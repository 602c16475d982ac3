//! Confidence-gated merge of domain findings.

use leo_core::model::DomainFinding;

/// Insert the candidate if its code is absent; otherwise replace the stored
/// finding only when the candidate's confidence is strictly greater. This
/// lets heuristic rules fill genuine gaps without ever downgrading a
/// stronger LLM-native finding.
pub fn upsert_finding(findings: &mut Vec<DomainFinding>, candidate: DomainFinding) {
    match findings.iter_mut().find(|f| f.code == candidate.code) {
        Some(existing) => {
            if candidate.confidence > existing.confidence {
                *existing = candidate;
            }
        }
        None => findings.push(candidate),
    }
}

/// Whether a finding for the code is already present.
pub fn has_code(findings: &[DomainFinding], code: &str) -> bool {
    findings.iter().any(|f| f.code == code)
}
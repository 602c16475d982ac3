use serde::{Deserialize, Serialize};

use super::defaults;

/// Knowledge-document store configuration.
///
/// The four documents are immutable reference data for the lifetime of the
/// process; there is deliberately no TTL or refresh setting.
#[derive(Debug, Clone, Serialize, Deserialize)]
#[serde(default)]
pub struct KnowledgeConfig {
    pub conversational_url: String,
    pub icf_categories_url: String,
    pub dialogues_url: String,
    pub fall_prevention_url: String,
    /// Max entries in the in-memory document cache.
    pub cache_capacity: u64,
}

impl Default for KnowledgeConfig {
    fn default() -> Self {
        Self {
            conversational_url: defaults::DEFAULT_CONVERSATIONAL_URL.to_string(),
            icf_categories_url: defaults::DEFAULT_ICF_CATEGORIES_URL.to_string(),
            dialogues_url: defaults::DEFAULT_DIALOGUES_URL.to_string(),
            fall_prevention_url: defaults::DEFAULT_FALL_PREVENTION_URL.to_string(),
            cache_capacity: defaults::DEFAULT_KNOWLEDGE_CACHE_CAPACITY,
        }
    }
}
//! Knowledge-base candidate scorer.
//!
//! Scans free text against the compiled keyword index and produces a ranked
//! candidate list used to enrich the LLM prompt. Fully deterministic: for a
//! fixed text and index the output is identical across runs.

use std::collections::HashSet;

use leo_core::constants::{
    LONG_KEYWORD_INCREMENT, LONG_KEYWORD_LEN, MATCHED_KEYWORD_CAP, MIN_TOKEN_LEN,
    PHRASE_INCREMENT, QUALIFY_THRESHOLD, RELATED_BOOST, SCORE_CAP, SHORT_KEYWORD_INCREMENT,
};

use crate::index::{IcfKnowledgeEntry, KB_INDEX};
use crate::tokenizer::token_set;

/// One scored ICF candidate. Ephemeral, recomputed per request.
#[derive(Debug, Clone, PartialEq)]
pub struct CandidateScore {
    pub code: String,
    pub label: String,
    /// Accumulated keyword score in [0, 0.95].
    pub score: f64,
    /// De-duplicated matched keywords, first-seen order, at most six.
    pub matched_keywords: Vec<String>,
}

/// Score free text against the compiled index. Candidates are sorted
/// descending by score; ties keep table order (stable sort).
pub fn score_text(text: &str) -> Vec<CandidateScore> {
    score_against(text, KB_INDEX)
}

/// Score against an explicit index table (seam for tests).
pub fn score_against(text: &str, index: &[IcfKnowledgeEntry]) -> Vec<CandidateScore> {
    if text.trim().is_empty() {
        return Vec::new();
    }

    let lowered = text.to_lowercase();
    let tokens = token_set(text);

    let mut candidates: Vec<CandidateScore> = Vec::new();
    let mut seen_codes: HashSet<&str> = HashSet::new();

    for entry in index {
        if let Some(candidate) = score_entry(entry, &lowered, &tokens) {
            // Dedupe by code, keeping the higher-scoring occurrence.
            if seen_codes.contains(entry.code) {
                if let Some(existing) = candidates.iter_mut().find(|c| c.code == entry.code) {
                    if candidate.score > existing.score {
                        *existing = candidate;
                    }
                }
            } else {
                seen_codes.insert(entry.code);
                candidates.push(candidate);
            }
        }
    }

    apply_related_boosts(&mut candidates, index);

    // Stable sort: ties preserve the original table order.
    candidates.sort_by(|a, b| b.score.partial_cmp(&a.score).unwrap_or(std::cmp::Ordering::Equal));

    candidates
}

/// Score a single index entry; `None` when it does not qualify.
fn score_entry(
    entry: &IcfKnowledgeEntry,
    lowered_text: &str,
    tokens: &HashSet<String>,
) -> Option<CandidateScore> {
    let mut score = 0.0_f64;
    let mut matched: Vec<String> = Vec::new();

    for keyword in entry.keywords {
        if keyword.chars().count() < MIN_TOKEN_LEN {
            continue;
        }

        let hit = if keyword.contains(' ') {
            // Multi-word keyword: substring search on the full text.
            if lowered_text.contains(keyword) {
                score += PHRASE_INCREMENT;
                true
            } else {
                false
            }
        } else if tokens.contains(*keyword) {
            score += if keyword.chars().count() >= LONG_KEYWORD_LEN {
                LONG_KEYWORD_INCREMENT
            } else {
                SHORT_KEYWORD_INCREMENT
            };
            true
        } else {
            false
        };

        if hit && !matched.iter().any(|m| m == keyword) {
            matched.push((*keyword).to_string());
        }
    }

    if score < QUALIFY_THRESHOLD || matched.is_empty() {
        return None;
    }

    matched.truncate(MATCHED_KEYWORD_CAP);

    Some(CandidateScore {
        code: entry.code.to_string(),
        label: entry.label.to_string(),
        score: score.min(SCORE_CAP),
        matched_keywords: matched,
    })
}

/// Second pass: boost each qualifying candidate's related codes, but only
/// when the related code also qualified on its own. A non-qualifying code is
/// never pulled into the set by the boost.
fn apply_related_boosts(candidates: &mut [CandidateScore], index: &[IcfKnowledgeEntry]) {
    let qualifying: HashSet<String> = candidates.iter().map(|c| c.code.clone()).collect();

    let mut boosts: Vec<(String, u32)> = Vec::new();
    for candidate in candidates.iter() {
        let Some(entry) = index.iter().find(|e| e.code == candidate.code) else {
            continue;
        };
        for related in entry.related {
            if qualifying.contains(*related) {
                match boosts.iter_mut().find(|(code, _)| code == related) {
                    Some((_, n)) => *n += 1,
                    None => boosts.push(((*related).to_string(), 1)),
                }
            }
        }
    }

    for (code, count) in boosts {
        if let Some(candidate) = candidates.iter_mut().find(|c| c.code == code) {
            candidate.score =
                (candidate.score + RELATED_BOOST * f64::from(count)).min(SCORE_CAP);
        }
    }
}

★ ★ ★ ★ ★ ★ ★

→ **Brief**
Return each line of the records above in which the word "Serialize" occurs.

→ **Task output**
use serde::{Deserialize, Serialize};
#[derive(Debug, Clone, Serialize, Deserialize)]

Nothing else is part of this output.